WHAT THE EXERCISE ASKS: Count the lines holding the string "tick" in the records, and give only the count.

Top of INPUT DATA

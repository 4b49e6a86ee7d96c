use log::info;
use tokio::sync::mpsc::Sender;

use super::{
    error::Error,
    types::{BenchmarkRecord, RecordStreamer},
};

pub struct Producer<S: RecordStreamer> {
    streamer: S,
}

impl<S> Producer<S>
where
    S: RecordStreamer,
{
    pub fn new(streamer: S) -> Self {
        Producer { streamer }
    }

    pub fn spawn(
        self,
        sender: Sender<BenchmarkRecord>,
    ) -> tokio::task::JoinHandle<Result<(), Error>> {
        info!("Producer ready.");
        tokio::spawn(async move { self.streamer.run_stream(sender).await })
    }
}
pub mod config;
pub mod display;
pub mod error;
pub mod menu;
pub mod pipeline;
pub mod producer;
pub mod sweep;
pub mod types;
pub mod writer;

use log::error;
use std::env;
use std::io;

use error::Error;
use types::RunMode;

#[tokio::main]
async fn main() {
    env_logger::Builder::from_env(env_logger::Env::default().default_filter_or("info")).init();

    if let Err(e) = run().await {
        error!("{}", e);
        std::process::exit(1);
    }
}

async fn run() -> Result<(), Error> {
    let args: Vec<String> = env::args().skip(1).collect();
    let (config, mode) = menu::startup(
        &args,
        config::load_config,
        &mut io::stdin().lock(),
        &mut io::stdout(),
    )?;

    match mode {
        RunMode::Sweep => {
            let path = pipeline::run_sweep(&config).await?;
            println!("Results written to {}", path.display());
            Ok(())
        }
        RunMode::SingleGraph {
            vertices,
            density,
            solve,
        } => {
            let report = pipeline::single_graph_report(&config, vertices, density, solve)?;
            println!("{}", report);
            Ok(())
        }
        RunMode::Interactive => Err(Error::InvalidArguments(
            "no run mode selected".to_string(),
        )),
    }
}
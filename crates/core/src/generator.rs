use rand::Rng;

use super::graph::Graph;
use common::error::Error;

/// Inclusive bounds for randomly drawn integer edge weights.
#[derive(Debug, Clone, Copy, PartialEq, Eq)]
pub struct WeightRange {
    min: i64,
    max: i64,
}

impl WeightRange {
    /// Weights in `[-99, 100]`. Negative weights make negative cycles possible.
    pub const SIGNED: WeightRange = WeightRange { min: -99, max: 100 };

    /// Weights in `[1, 100]`. Graphs drawn from this range never contain a
    /// negative cycle.
    pub const POSITIVE: WeightRange = WeightRange { min: 1, max: 100 };

    /// # Errors
    /// Returns `Error::InvalidWeightRange` if `min > max`.
    pub fn new(min: i64, max: i64) -> Result<Self, Error> {
        if min > max {
            return Err(Error::InvalidWeightRange { min, max });
        }
        Ok(Self { min, max })
    }

    pub fn min(&self) -> i64 {
        self.min
    }

    pub fn max(&self) -> i64 {
        self.max
    }

    pub fn contains(&self, weight: f64) -> bool {
        weight.fract() == 0.0 && weight >= self.min as f64 && weight <= self.max as f64
    }

    /// True when the range can yield a negative weight.
    pub fn allows_negative(&self) -> bool {
        self.min < 0
    }
}

impl Default for WeightRange {
    fn default() -> Self {
        Self::SIGNED
    }
}

/// Produces random directed weighted graphs with a given edge density.
///
/// Every ordered pair `(i, j)` with `i != j` independently receives an edge with
/// probability `density`; its weight is a uniform integer from the configured
/// [`WeightRange`].
#[derive(Debug, Clone, Copy, Default)]
pub struct RandomGraphGenerator {
    weights: WeightRange,
}

impl RandomGraphGenerator {
    pub fn new(weights: WeightRange) -> Self {
        Self { weights }
    }

    pub fn weight_range(&self) -> WeightRange {
        self.weights
    }

    /// Generates a graph using a fresh thread-local random source.
    ///
    /// # Errors
    /// See [`RandomGraphGenerator::generate_with`].
    pub fn generate(&self, num_vertices: usize, density: f64) -> Result<Graph, Error> {
        self.generate_with(num_vertices, density, &mut rand::rng())
    }

    /// Generates a graph drawing every random value from `rng`.
    ///
    /// Pairs are visited in row-major order; each off-diagonal pair consumes one
    /// `f64` draw in `[0, 1)`, followed by one weight draw when an edge is placed.
    /// Replaying the same seeded `rng` therefore reproduces the same graph.
    ///
    /// # Errors
    /// Returns `Error::InvalidVertexCount` if `num_vertices` is zero, or
    /// `Error::InvalidDensity` if `density` is NaN or outside `[0, 1]`.
    pub fn generate_with<R>(
        &self,
        num_vertices: usize,
        density: f64,
        rng: &mut R,
    ) -> Result<Graph, Error>
    where
        R: Rng + ?Sized,
    {
        if !(0.0..=1.0).contains(&density) {
            return Err(Error::InvalidDensity(density));
        }

        let mut graph = Graph::empty(num_vertices)?;
        let weight_range = self.weights.min..=self.weights.max;

        for from in 0..num_vertices {
            for to in 0..num_vertices {
                if from == to {
                    continue;
                }

                if rng.random::<f64>() < density {
                    let weight = rng.random_range(weight_range.clone());
                    graph.set_edge(from, to, weight as f64);
                }
            }
        }

        Ok(graph)
    }
}
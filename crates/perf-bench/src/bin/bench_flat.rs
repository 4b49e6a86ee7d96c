use std::hint::black_box;
use std::time::Instant;

use fw_bench_core::{FloydWarshallSolver, ShortestPathSolver};
use perf_bench::*;

fn main() {
    let matrix = generate_benchmark_graph().to_distance_matrix();

    let start_time = Instant::now();

    // One contiguous row-major buffer; row `via` stays hot in cache.
    let result = FloydWarshallSolver.all_pairs_shortest_paths(&matrix);

    let elapsed_time = start_time.elapsed();

    let final_checksum = black_box(checksum(result.distances.as_slice()));

    println!("--- Flat Benchmark Results ({} Vertices) ---", NUM_VERTICES);
    println!("Checksum: {:.10}", final_checksum);
    println!("Elapsed Time: {:?}", elapsed_time);
}
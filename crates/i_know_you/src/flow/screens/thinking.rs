//! Thinking screen: the staged analysis before the reveal.

use std::time::Instant;

use crossterm::event::KeyEvent;
use derive_getters::Getters;
use i_know_you_core::{ScreenId, ThinkingSequencer, ThinkingStep};
use ratatui::{
    Frame,
    layout::{Constraint, Layout},
    style::{Color, Modifier, Style},
    widgets::{Block, Borders, Gauge},
};
use tracing::{debug, instrument};

use crate::flow::screen::{Screen, ScreenAction, ScreenContext};
use crate::flow::widgets::{self, ACCENT, ICON};

/// Ring frames, one revolution per spin period.
const SPINNER: [&str; 8] = ["◜ ", " ◝", " ◞", "◟ ", "◜ ", " ◝", " ◞", "◟ "];

/// State for the thinking screen.
#[derive(Debug, Getters)]
pub struct ThinkingScreen {
    sequencer: ThinkingSequencer,
}

impl ThinkingScreen {
    /// Starts the wait at `now`.
    #[instrument]
    pub fn new(now: Instant) -> Self {
        debug!("Initializing ThinkingScreen");
        Self {
            sequencer: ThinkingSequencer::new(now),
        }
    }
}

impl Screen for ThinkingScreen {
    fn id(&self) -> ScreenId {
        ScreenId::Thinking
    }

    #[instrument(skip_all)]
    fn render(&self, frame: &mut Frame, ctx: &ScreenContext<'_>, now: Instant) {
        let t = ctx.text();

        let [_, ring, icon, title, message, _, progress, _] = Layout::vertical([
            Constraint::Min(1),
            Constraint::Length(1),
            Constraint::Length(2),
            Constraint::Length(2),
            Constraint::Length(2),
            Constraint::Length(1),
            Constraint::Length(3),
            Constraint::Min(1),
        ])
        .areas(frame.area());

        let frame_index = self.sequencer.spinner_frame(now, SPINNER.len());
        frame.render_widget(widgets::heading(SPINNER[frame_index], ACCENT), ring);

        let icon_style = if self.sequencer.pulse(now) > 0.5 {
            Color::Yellow
        } else {
            Color::LightYellow
        };
        frame.render_widget(widgets::heading(ICON, icon_style), icon);

        frame.render_widget(widgets::heading(t.thinking_title, Color::White), title);

        let index = self.sequencer.message_index(t.thinking_messages.len());
        frame.render_widget(
            widgets::heading(&format!("{}...", t.thinking_messages[index]), Color::Gray),
            message,
        );

        let gauge = Gauge::default()
            .block(Block::default().borders(Borders::ALL))
            .gauge_style(Style::default().fg(ACCENT).add_modifier(Modifier::BOLD))
            .ratio(self.sequencer.progress(now))
            .label("");
        frame.render_widget(gauge, widgets::centered(progress, 40, 3));
    }

    fn handle_key(
        &mut self,
        _key: KeyEvent,
        _ctx: &ScreenContext<'_>,
        _now: Instant,
    ) -> ScreenAction {
        ScreenAction::Stay
    }

    fn tick(&mut self, now: Instant) -> ScreenAction {
        match self.sequencer.tick(now) {
            ThinkingStep::Done => ScreenAction::GoTo(ScreenId::Result),
            ThinkingStep::Running => ScreenAction::Stay,
        }
    }
}
//! Digit-by-digit disclosure of the secret on the result screen.

use std::time::{Duration, Instant};

use derive_getters::Getters;
use tracing::{debug, info, instrument};

use crate::Timeline;

/// Gap between two digit reveals.
pub const REVEAL_INTERVAL: Duration = Duration::from_millis(500);

/// Delay between the last digit and the confirmation panel.
pub const FINAL_DELAY: Duration = Duration::from_millis(400);

#[derive(Debug, Clone, Copy, PartialEq, Eq)]
enum RevealEvent {
    Digit(char),
    Final,
}

/// One-shot reveal of a digit string.
///
/// Digit `i` appears `i * 500ms` after construction and the final state is
/// entered 400ms after the last digit. The number of slots is known from
/// the start so placeholders can be drawn for unrevealed digits.
#[derive(Debug, Getters)]
pub struct RevealSequencer {
    /// Digits shown so far, left to right.
    revealed: Vec<char>,
    /// Total number of digit slots.
    slots: usize,
    /// True once the confirmation panel and reset control are visible.
    is_final: bool,
    #[getter(skip)]
    timeline: Timeline<RevealEvent>,
}

impl RevealSequencer {
    /// Schedules the reveal of `digits` counting from `started`.
    #[instrument(skip(digits))]
    pub fn new(digits: &str, started: Instant) -> Self {
        let mut timeline = Timeline::new();
        let mut last = None;
        for (i, digit) in digits.chars().enumerate() {
            let at = started + REVEAL_INTERVAL * i as u32;
            timeline.schedule_at(at, RevealEvent::Digit(digit));
            last = Some(at);
        }
        timeline.schedule_at(last.unwrap_or(started) + FINAL_DELAY, RevealEvent::Final);
        debug!(slots = digits.chars().count(), "Reveal scheduled");

        Self {
            revealed: Vec::new(),
            slots: digits.chars().count(),
            is_final: false,
            timeline,
        }
    }

    /// Fires due reveal events. Returns true if anything changed.
    pub fn tick(&mut self, now: Instant) -> bool {
        let events = self.timeline.drain_due(now);
        let changed = !events.is_empty();
        for event in events {
            match event {
                RevealEvent::Digit(digit) => self.revealed.push(digit),
                RevealEvent::Final => {
                    info!("Reveal complete");
                    self.is_final = true;
                }
            }
        }
        changed
    }

    /// Number of slots still showing a placeholder.
    pub fn placeholders(&self) -> usize {
        self.slots.saturating_sub(self.revealed.len())
    }

    /// The revealed digits as a string.
    pub fn revealed_text(&self) -> String {
        self.revealed.iter().collect()
    }
}
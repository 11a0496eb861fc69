//! I Know You - a terminal mind-reading trick
//!
//! Think of a number, type it in, answer a few questions and watch the
//! terminal "read your mind". The guess is always right because it is the
//! number you typed.
//!
//! # Architecture
//!
//! - **Flow**: [`AppController`] owning the game state and the active screen
//! - **Preferences**: [`LanguagePreference`] mirrored to a [`KeyValueStorage`]
//! - **Storage**: [`TomlFileStorage`] on disk, [`MemoryStorage`] in process
//! - **Config**: [`AppConfig`] loaded from TOML
//!
//! # Example
//!
//! ```no_run
//! use std::sync::Arc;
//! use i_know_you::{AppConfig, TomlFileStorage, run_tui};
//!
//! # async fn example() -> anyhow::Result<()> {
//! let config = AppConfig::load_or_default("i_know_you.toml")?;
//! let storage = Arc::new(TomlFileStorage::new(config.storage_path()));
//! run_tui(&config, storage).await?;
//! # Ok(())
//! # }
//! ```

#![warn(missing_docs)]
#![forbid(unsafe_code)]

mod config;
mod flow;
mod logging;
mod preferences;
mod storage;
mod tui;

pub use config::{AppConfig, ConfigError};
pub use flow::{
    AppController, LanguagePicker, LoopControl, PickerAction, QuestionsScreen, ResultScreen,
    Screen, ScreenAction, ScreenContext, ThinkingScreen, WelcomeScreen,
};
pub use logging::{init_file_tracing, init_stderr_tracing};
pub use preferences::{LANGUAGE_STORAGE_KEY, LanguagePreference};
pub use storage::{KeyValueStorage, MemoryStorage, StorageError, TomlFileStorage};
pub use tui::run_tui;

Bottom of INPUT DATA

EXERCISE OUTPUT: 3